14:00 | CCUF and the Role of Technical Communities (R02b) Brian Wood, Program Manager for Security Certifications, Google
Technical communities play a crucial role in developing Protection Profiles (PPs), refining evaluation methodologies, addressing emerging threats, and balancing security rigor with commercial feasibility.
14:30 | Mapping Common Criteria to Other Compliance Frameworks (R02c) Anne Gugel, Principal Cybersecurity Engineer, Johns Hopkins University APL
Understanding overlaps between Common Criteria, FedRAMP, CMMC, and CSfC. Strategies for reducing duplication of effort in compliance.
15:00-15:30 Networking Break in Exhibits
15:30-17:00 Conference Session
CC Innovation & Outlook (R03)
Moderator: Kevin Mann, President, Resilient IT
15:30 | What’s Next for Common Criteria? (R03a) Shaunak Shah, Lab Manager, Common Criteria, Intertek Acumen Security
Predictions on upcoming policy changes and industry adaptation strategies.
16:00 | Panel Discussion: Common Criteria & US National Security Priorities (R03b) Leader: Tom Benkart, Director of Cyber Certifications, ID Technologies, A CACI Company; Panelists: Shaunak Shah, Lab Manager, Common Criteria, Intertek Acumen Security; Ed Morris, Lab Director, Gossamer Security Solutions; Kristy Knowles, Security Research Engineering Technical Leader, Cisco; Kenneth Lasoski, Federal Compliance Director, Versa Networks
Predictions on upcoming policy changes and industry adaptation strategies.
This expert panel will explore the intersection of Common Criteria certification and US national security priorities, examining how CC supports initiatives like the NSA’s CSfC program, the DoDIN APL, and supply chain risk management.
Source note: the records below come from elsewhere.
//! Crew runner - executes a `Workflow` under its process strategy
//!
//! - Sequential: tasks in list order, each seeing the previous result as
//!   `priorOutput`. Any agent failure ends the run.
//! - Hierarchical: a `Manager` picks the order among eligible tasks. After a
//!   validation task reports `fail`, the integration task it validates runs
//!   again with the report as `revisionNotes`, then validation runs again,
//!   until `pass` or the policy's iteration cap.
//!
//! Tasks never overlap. Cancellation is checked before every task, so an
//! in-flight agent call finishes but nothing new starts.

use super::manager::{Assignment, Board, FailureDecision, Manager, OrderedManager, TaskBrief};
use super::outcome::{RunOutcome, RunStatus, TaskRecord};
use super::task::{
    InputContext, Task, TaskResult, ValidationStatus, COMPLETED_OUTPUTS, PRIOR_OUTPUT,
    REVISION_NOTES,
};
use super::workflow::{Process, Workflow};
use crate::agent::{AgentBackend, ExecutionContext, ExecutionRequest, Templates};
use crate::config::RunPolicy;
use crate::error::CrewError;
use crate::events::{CrewEvent, EventSink};
use chrono::Utc;
use indexmap::IndexMap;
use serde_json::Value;
use std::collections::{HashMap, HashSet};
use std::sync::Arc;
use std::time::Instant;
use tokio_util::sync::CancellationToken;
use tracing::Instrument;
use uuid::Uuid;

/// Mutable bookkeeping for one run
#[derive(Debug, Default)]
struct RunState {
    history: Vec<TaskRecord>,
    warnings: Vec<String>,
    attempts: HashMap<String, u32>,
    final_result: Option<TaskResult>,
    validation_report: Option<TaskResult>,
}

impl RunState {
    fn next_attempt(&mut self, task_id: &str) -> u32 {
        let counter = self.attempts.entry(task_id.to_string()).or_insert(0);
        *counter += 1;
        *counter
    }

    fn warn(&mut self, message: String) {
        tracing::warn!("{}", message);
        self.warnings.push(message);
    }
}

pub struct CrewRunner {
    backend: Arc<dyn AgentBackend>,
    manager: Option<Arc<dyn Manager>>,
    policy: RunPolicy,
    templates: Arc<Templates>,
    events: EventSink,
    cancellation: CancellationToken,
}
Topics include:
- The role of Common Criteria in securing U.S. military and government networks.
- How CC certification aligns with CSfC, DoDIN APL, CMMC, and FedRAMP.
- The impact of emerging cybersecurity threats on certification requirements.
- Challenges vendors face in achieving Common Criteria certification for national security applications.